## What the task requires:
The reply must return each line of the data exactly.

## Dataset excerpts:
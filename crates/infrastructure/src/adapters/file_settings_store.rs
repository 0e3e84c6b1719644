//! JSON file backed settings store
//!
//! Settings live in a small JSON document. Writes go to a sibling temp file
//! that is renamed over the original, so a crash never leaves a torn file.

use std::fs;
use std::io::{self, Write};
use std::path::{Path, PathBuf};

use application::error::ApplicationError;
use application::ports::SettingsPort;
use parking_lot::RwLock;
use serde::{Deserialize, Serialize};
use thiserror::Error;
use tracing::{debug, warn};

/// Errors raised by [`FileSettingsStore`]
#[derive(Debug, Error)]
pub enum SettingsStoreError {
    /// Reading or writing the file failed
    #[error("Settings I/O error at {path}: {source}")]
    Io {
        /// File involved
        path: PathBuf,
        /// Underlying error
        #[source]
        source: io::Error,
    },

    /// The settings could not be encoded
    #[error("Settings serialization error: {0}")]
    Serialization(#[from] serde_json::Error),
}

impl From<SettingsStoreError> for ApplicationError {
    fn from(err: SettingsStoreError) -> Self {
        Self::Settings(err.to_string())
    }
}

/// Persisted user preferences
#[derive(Debug, Clone, Copy, PartialEq, Eq, Serialize, Deserialize)]
pub struct StoredSettings {
    /// Ambient sounds globally enabled
    #[serde(default = "default_true")]
    pub sounds_enabled: bool,
}

const fn default_true() -> bool {
    true
}

impl Default for StoredSettings {
    fn default() -> Self {
        Self {
            sounds_enabled: default_true(),
        }
    }
}

/// Settings persisted to a JSON file
#[derive(Debug)]
pub struct FileSettingsStore {
    path: PathBuf,
    current: RwLock<StoredSettings>,
}

impl FileSettingsStore {
    /// Open the store at `path`
    ///
    /// A missing file yields defaults. An unreadable or malformed file is
    /// logged and also yields defaults; the next write replaces it.
    pub fn open(path: impl Into<PathBuf>) -> Self {
        let path = path.into();
        let current = match Self::read(&path) {
            Ok(Some(settings)) => settings,
            Ok(None) => {
                debug!(path = %path.display(), "No settings file, using defaults");
                StoredSettings::default()
            },
            Err(e) => {
                warn!(error = %e, "Ignoring unreadable settings file");
                StoredSettings::default()
            },
        };

        Self {
            path,
            current: RwLock::new(current),
        }
    }

    /// Location of the settings file
    #[must_use]
    pub fn path(&self) -> &Path {
        &self.path
    }

    /// Current settings
    #[must_use]
    pub fn settings(&self) -> StoredSettings {
        *self.current.read()
    }

    fn read(path: &Path) -> Result<Option<StoredSettings>, SettingsStoreError> {
        let raw = match fs::read_to_string(path) {
            Ok(raw) => raw,
            Err(e) if e.kind() == io::ErrorKind::NotFound => return Ok(None),
            Err(source) => {
                return Err(SettingsStoreError::Io {
                    path: path.to_path_buf(),
                    source,
                });
            },
        };
        Ok(Some(serde_json::from_str(&raw)?))
    }

    fn write(&self, settings: &StoredSettings) -> Result<(), SettingsStoreError> {
        let io_err = |source| SettingsStoreError::Io {
            path: self.path.clone(),
            source,
        };

        if let Some(parent) = self.path.parent().filter(|p| !p.as_os_str().is_empty()) {
            fs::create_dir_all(parent).map_err(io_err)?;
        }

        let body = serde_json::to_vec_pretty(settings)?;
        let tmp = self.path.with_extension("json.tmp");
        let mut file = fs::File::create(&tmp).map_err(io_err)?;
        file.write_all(&body).map_err(io_err)?;
        file.sync_all().map_err(io_err)?;
        fs::rename(&tmp, &self.path).map_err(io_err)?;
        Ok(())
    }
}

impl SettingsPort for FileSettingsStore {
    fn sounds_enabled(&self) -> bool {
        self.current.read().sounds_enabled
    }

    fn set_sounds_enabled(&self, enabled: bool) -> Result<(), ApplicationError> {
        let mut current = self.current.write();
        let updated = StoredSettings {
            sounds_enabled: enabled,
        };
        self.write(&updated)?;
        *current = updated;
        debug!(enabled, path = %self.path.display(), "Settings persisted");
        Ok(())
    }
}
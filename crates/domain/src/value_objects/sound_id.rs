//! Ambient sound identifiers

use serde::{Deserialize, Serialize};
use std::fmt;

use super::WeatherCategory;

/// Looped ambient sound matched to current conditions
#[derive(Debug, Clone, Copy, PartialEq, Eq, Hash, Serialize, Deserialize)]
#[serde(rename_all = "lowercase")]
pub enum SoundId {
    /// Quiet background for clear, cloudy and low-visibility conditions
    Calm,
    /// Rainfall, used for all precipitation and storms
    Rain,
    /// Strong wind
    Windy,
}

impl SoundId {
    /// Sound for a weather category, if any
    ///
    /// The mapping is many-to-one; `Unknown` has no sound.
    #[must_use]
    pub const fn for_category(category: WeatherCategory) -> Option<Self> {
        match category {
            WeatherCategory::Clear
            | WeatherCategory::Clouds
            | WeatherCategory::Haze
            | WeatherCategory::Smoke
            | WeatherCategory::Mist
            | WeatherCategory::Fog
            | WeatherCategory::Dust
            | WeatherCategory::Sand
            | WeatherCategory::Ash => Some(Self::Calm),
            WeatherCategory::Rain
            | WeatherCategory::Drizzle
            | WeatherCategory::Thunderstorm
            | WeatherCategory::Squall
            | WeatherCategory::Snow => Some(Self::Rain),
            WeatherCategory::Tornado => Some(Self::Windy),
            WeatherCategory::Unknown => None,
        }
    }

    /// Asset name of the sound (without extension)
    #[must_use]
    pub const fn as_str(&self) -> &'static str {
        match self {
            Self::Calm => "calm",
            Self::Rain => "rain",
            Self::Windy => "windy",
        }
    }
}

impl fmt::Display for SoundId {
    fn fmt(&self, f: &mut fmt::Formatter<'_>) -> fmt::Result {
        f.write_str(self.as_str())
    }
}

## Solution to the exercise:
filename crates/infrastructure/src/adapters/file_settings_store.rs
repository 0e3e84c6b1719644
//! JSON file backed settings store
//!
//! Settings live in a small JSON document. Writes go to a sibling temp file
//! that is renamed over the original, so a crash never leaves a torn file.

use std::fs;
use std::io::{self, Write};
use std::path::{Path, PathBuf};

use application::error::ApplicationError;
use application::ports::SettingsPort;
use parking_lot::RwLock;
use serde::{Deserialize, Serialize};
use thiserror::Error;
use tracing::{debug, warn};

/// Errors raised by [`FileSettingsStore`]
#[derive(Debug, Error)]
pub enum SettingsStoreError {
    /// Reading or writing the file failed
    #[error("Settings I/O error at {path}: {source}")]
    Io {
        /// File involved
        path: PathBuf,
        /// Underlying error
        #[source]
        source: io::Error,
    },

    /// The settings could not be encoded
    #[error("Settings serialization error: {0}")]
    Serialization(#[from] serde_json::Error),
}

impl From<SettingsStoreError> for ApplicationError {
    fn from(err: SettingsStoreError) -> Self {
        Self::Settings(err.to_string())
    }
}

/// Persisted user preferences
#[derive(Debug, Clone, Copy, PartialEq, Eq, Serialize, Deserialize)]
pub struct StoredSettings {
    /// Ambient sounds globally enabled
    #[serde(default = "default_true")]
    pub sounds_enabled: bool,
}

const fn default_true() -> bool {
    true
}

impl Default for StoredSettings {
    fn default() -> Self {
        Self {
            sounds_enabled: default_true(),
        }
    }
}

/// Settings persisted to a JSON file
#[derive(Debug)]
pub struct FileSettingsStore {
    path: PathBuf,
    current: RwLock<StoredSettings>,
}

impl FileSettingsStore {
    /// Open the store at `path`
    ///
    /// A missing file yields defaults. An unreadable or malformed file is
    /// logged and also yields defaults; the next write replaces it.
    pub fn open(path: impl Into<PathBuf>) -> Self {
        let path = path.into();
        let current = match Self::read(&path) {
            Ok(Some(settings)) => settings,
            Ok(None) => {
                debug!(path = %path.display(), "No settings file, using defaults");
                StoredSettings::default()
            },
            Err(e) => {
                warn!(error = %e, "Ignoring unreadable settings file");
                StoredSettings::default()
            },
        };

        Self {
            path,
            current: RwLock::new(current),
        }
    }

    /// Location of the settings file
    #[must_use]
    pub fn path(&self) -> &Path {
        &self.path
    }

    /// Current settings
    #[must_use]
    pub fn settings(&self) -> StoredSettings {
        *self.current.read()
    }

    fn read(path: &Path) -> Result<Option<StoredSettings>, SettingsStoreError> {
        let raw = match fs::read_to_string(path) {
            Ok(raw) => raw,
            Err(e) if e.kind() == io::ErrorKind::NotFound => return Ok(None),
            Err(source) => {
                return Err(SettingsStoreError::Io {
                    path: path.to_path_buf(),
                    source,
                });
            },
        };
        Ok(Some(serde_json::from_str(&raw)?))
    }

    fn write(&self, settings: &StoredSettings) -> Result<(), SettingsStoreError> {
        let io_err = |source| SettingsStoreError::Io {
            path: self.path.clone(),
            source,
        };

        if let Some(parent) = self.path.parent().filter(|p| !p.as_os_str().is_empty()) {
            fs::create_dir_all(parent).map_err(io_err)?;
        }

        let body = serde_json::to_vec_pretty(settings)?;
        let tmp = self.path.with_extension("json.tmp");
        let mut file = fs::File::create(&tmp).map_err(io_err)?;
        file.write_all(&body).map_err(io_err)?;
        file.sync_all().map_err(io_err)?;
        fs::rename(&tmp, &self.path).map_err(io_err)?;
        Ok(())
    }
}

impl SettingsPort for FileSettingsStore {
    fn sounds_enabled(&self) -> bool {
        self.current.read().sounds_enabled
    }

    fn set_sounds_enabled(&self, enabled: bool) -> Result<(), ApplicationError> {
        let mut current = self.current.write();
        let updated = StoredSettings {
            sounds_enabled: enabled,
        };
        self.write(&updated)?;
        *current = updated;
        debug!(enabled, path = %self.path.display(), "Settings persisted");
        Ok(())
    }
}
filename crates/domain/src/value_objects/sound_id.rs
//! Ambient sound identifiers

use serde::{Deserialize, Serialize};
use std::fmt;

use super::WeatherCategory;

/// Looped ambient sound matched to current conditions
#[derive(Debug, Clone, Copy, PartialEq, Eq, Hash, Serialize, Deserialize)]
#[serde(rename_all = "lowercase")]
pub enum SoundId {
    /// Quiet background for clear, cloudy and low-visibility conditions
    Calm,
    /// Rainfall, used for all precipitation and storms
    Rain,
    /// Strong wind
    Windy,
}

impl SoundId {
    /// Sound for a weather category, if any
    ///
    /// The mapping is many-to-one; `Unknown` has no sound.
    #[must_use]
    pub const fn for_category(category: WeatherCategory) -> Option<Self> {
        match category {
            WeatherCategory::Clear
            | WeatherCategory::Clouds
            | WeatherCategory::Haze
            | WeatherCategory::Smoke
            | WeatherCategory::Mist
            | WeatherCategory::Fog
            | WeatherCategory::Dust
            | WeatherCategory::Sand
            | WeatherCategory::Ash => Some(Self::Calm),
            WeatherCategory::Rain
            | WeatherCategory::Drizzle
            | WeatherCategory::Thunderstorm
            | WeatherCategory::Squall
            | WeatherCategory::Snow => Some(Self::Rain),
            WeatherCategory::Tornado => Some(Self::Windy),
            WeatherCategory::Unknown => None,
        }
    }

    /// Asset name of the sound (without extension)
    #[must_use]
    pub const fn as_str(&self) -> &'static str {
        match self {
            Self::Calm => "calm",
            Self::Rain => "rain",
            Self::Windy => "windy",
        }
    }
}

impl fmt::Display for SoundId {
    fn fmt(&self, f: &mut fmt::Formatter<'_>) -> fmt::Result {
        f.write_str(self.as_str())
    }
}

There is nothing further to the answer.